> **Records to process**
#![allow(missing_docs)]

use std::sync::{Arc, Weak};

use crate::types::{ObjectId, PageIdx};

use super::object::{ObjectKind, PagingToken, VmObject};

/// Which laundry queue a dirty page is handed to.
#[derive(Copy, Clone, Debug, Eq, PartialEq, Hash, serde::Serialize)]
pub enum LaundryKind {
    /// Anonymous pages bound for the compressor.
    Compressor,
    /// File-backed pages bound for their external pager.
    External,
}

impl LaundryKind {
    pub const ALL: [LaundryKind; 2] = [LaundryKind::Compressor, LaundryKind::External];

    pub fn index(self) -> usize {
        match self {
            LaundryKind::Compressor => 0,
            LaundryKind::External => 1,
        }
    }

    pub fn for_kind(kind: ObjectKind) -> Self {
        match kind {
            ObjectKind::Internal => LaundryKind::Compressor,
            ObjectKind::External => LaundryKind::External,
        }
    }
}

/// Queue membership tag. Every page carries exactly one.
#[derive(Copy, Clone, Debug, Eq, PartialEq, Hash)]
pub enum QueueId {
    /// Not on any queue (busy in a worker, or not yet placed).
    None,
    /// On the free list.
    Free,
    /// Pinned; never reclaimed.
    Wired,
    Active,
    InactiveInternal,
    InactiveExternal,
    /// One of the speculative age buckets.
    Speculative(u8),
    SpeculativeAged,
    Cleaned,
    Throttled,
    Background,
    Donate,
    /// Pending on a laundry queue.
    Laundry(LaundryKind),
}

pub(crate) const FIXED_SLOTS: usize = 10;

impl QueueId {
    /// Position of the queue's list in the arena, if the queue is linked.
    pub(crate) fn slot(self) -> Option<usize> {
        match self {
            QueueId::None | QueueId::Free | QueueId::Wired => None,
            QueueId::Active => Some(0),
            QueueId::InactiveInternal => Some(1),
            QueueId::InactiveExternal => Some(2),
            QueueId::SpeculativeAged => Some(3),
            QueueId::Cleaned => Some(4),
            QueueId::Throttled => Some(5),
            QueueId::Background => Some(6),
            QueueId::Donate => Some(7),
            QueueId::Laundry(LaundryKind::Compressor) => Some(8),
            QueueId::Laundry(LaundryKind::External) => Some(9),
            QueueId::Speculative(bucket) => Some(FIXED_SLOTS + bucket as usize),
        }
    }

    pub(crate) fn from_slot(slot: usize) -> QueueId {
        match slot {
            0 => QueueId::Active,
            1 => QueueId::InactiveInternal,
            2 => QueueId::InactiveExternal,
            3 => QueueId::SpeculativeAged,
            4 => QueueId::Cleaned,
            5 => QueueId::Throttled,
            6 => QueueId::Background,
            7 => QueueId::Donate,
            8 => QueueId::Laundry(LaundryKind::Compressor),
            9 => QueueId::Laundry(LaundryKind::External),
            n => QueueId::Speculative((n - FIXED_SLOTS) as u8),
        }
    }

    pub fn is_speculative(self) -> bool {
        matches!(self, QueueId::Speculative(_) | QueueId::SpeculativeAged)
    }

    pub fn is_inactive(self) -> bool {
        matches!(self, QueueId::InactiveInternal | QueueId::InactiveExternal)
    }

    /// Queues whose pages count toward the pageable pools.
    pub fn is_pageable(self) -> bool {
        matches!(
            self,
            QueueId::Active
                | QueueId::InactiveInternal
                | QueueId::InactiveExternal
                | QueueId::Speculative(_)
                | QueueId::SpeculativeAged
                | QueueId::Cleaned
                | QueueId::Background
                | QueueId::Donate
        )
    }
}

/// Life-cycle state of a page.
///
/// Orthogonal attributes (dirty, precious, reference, free-when-done) live
/// next to it on [`Page`].
#[derive(Copy, Clone, Debug, Eq, PartialEq, Hash)]
pub enum PageState {
    Free,
    /// Allocated but its contents are not filled in yet.
    Absent,
    Resident,
    /// Held exclusively by some thread for a short time.
    Busy,
    /// Linked on a laundry queue.
    Laundry,
    /// Taken off a laundry queue; compression or write-back in flight.
    Cleaning,
    /// The fill failed.
    Error,
    Wired,
}

impl PageState {
    /// The transition table. Anything not listed is a bug.
    pub fn can_transition(self, to: PageState) -> bool {
        use PageState::*;
        matches!(
            (self, to),
            (Free, Absent)
                | (Free, Resident)
                | (Absent, Resident)
                | (Absent, Error)
                | (Absent, Free)
                | (Resident, Busy)
                | (Resident, Laundry)
                | (Resident, Wired)
                | (Resident, Free)
                | (Busy, Resident)
                | (Busy, Free)
                | (Laundry, Cleaning)
                | (Laundry, Resident)
                | (Laundry, Free)
                | (Cleaning, Resident)
                | (Cleaning, Free)
                | (Error, Free)
                | (Wired, Resident)
                | (Wired, Free)
        )
    }
}

/// One physical frame.
pub struct Page {
    pub(crate) state: PageState,
    pub(crate) queue: QueueId,
    pub(crate) prev: Option<PageIdx>,
    pub(crate) next: Option<PageIdx>,
    pub(crate) object: Option<Weak<VmObject>>,
    pub(crate) object_id: Option<ObjectId>,
    pub(crate) kind: ObjectKind,
    pub(crate) kernel_owned: bool,
    pub(crate) offset: u64,
    pub(crate) pin: Option<PagingToken>,
    /// An absent page whose filler has not reported back yet.
    pub(crate) fill_pending: bool,
    pub dirty: bool,
    pub precious: bool,
    pub reference: bool,
    pub free_when_done: bool,
    pub pmapped: bool,
    /// Guard page; never reclaimed by the balancer.
    pub guard: bool,
    /// Shared-cache or real-time page; gets the extended reactivation limit.
    pub important: bool,
    /// Read with a no-cache hint; a reference does not earn a reactivation.
    pub no_cache: bool,
    pub wire_count: u16,
}

impl Page {
    pub(crate) fn new() -> Self {
        Self {
            state: PageState::Free,
            queue: QueueId::Free,
            prev: None,
            next: None,
            object: None,
            object_id: None,
            kind: ObjectKind::Internal,
            kernel_owned: false,
            offset: 0,
            pin: None,
            fill_pending: false,
            dirty: false,
            precious: false,
            reference: false,
            free_when_done: false,
            pmapped: false,
            guard: false,
            important: false,
            no_cache: false,
            wire_count: 0,
        }
    }

    pub(crate) fn bind(&mut self, object: &Arc<VmObject>, offset: u64) {
        self.object = Some(Arc::downgrade(object));
        self.object_id = Some(object.id());
        self.kind = object.kind();
        self.kernel_owned = object.is_kernel_owned();
        self.offset = offset;
    }

    /// Drops every binding and attribute; returns the pin, if any, so the
    /// caller controls where it is released.
    pub(crate) fn reset(&mut self) -> Option<PagingToken> {
        let pin = self.pin.take();
        *self = Page::new();
        pin
    }

    pub fn state(&self) -> PageState {
        self.state
    }

    pub fn queue(&self) -> QueueId {
        self.queue
    }

    pub fn object_id(&self) -> Option<ObjectId> {
        self.object_id
    }

    pub fn offset(&self) -> u64 {
        self.offset
    }

    pub fn is_internal(&self) -> bool {
        self.kind == ObjectKind::Internal
    }

    pub fn laundry(&self) -> bool {
        self.state == PageState::Laundry
    }

    pub(crate) fn upgrade_object(&self) -> Option<Arc<VmObject>> {
        self.object.as_ref().and_then(Weak::upgrade)
    }

    pub(crate) fn info(&self, idx: PageIdx) -> PageInfo {
        PageInfo {
            idx,
            state: self.state,
            queue: self.queue,
            object: self.object_id,
            offset: self.offset,
            dirty: self.dirty,
            precious: self.precious,
            reference: self.reference,
            free_when_done: self.free_when_done,
            fill_pending: self.fill_pending,
            laundry: self.laundry(),
            wire_count: self.wire_count,
        }
    }
}

/// Read-only snapshot of a page record.
#[derive(Copy, Clone, Debug, Eq, PartialEq)]
pub struct PageInfo {
    pub idx: PageIdx,
    pub state: PageState,
    pub queue: QueueId,
    pub object: Option<ObjectId>,
    pub offset: u64,
    pub dirty: bool,
    pub precious: bool,
    pub reference: bool,
    pub free_when_done: bool,
    pub fill_pending: bool,
    pub laundry: bool,
    pub wire_count: u16,
}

> **Requirement**
Filter these records, keeping every line where the word "never" occurs.

> **Reply**
    /// Pinned; never reclaimed.
    /// Guard page; never reclaimed by the balancer.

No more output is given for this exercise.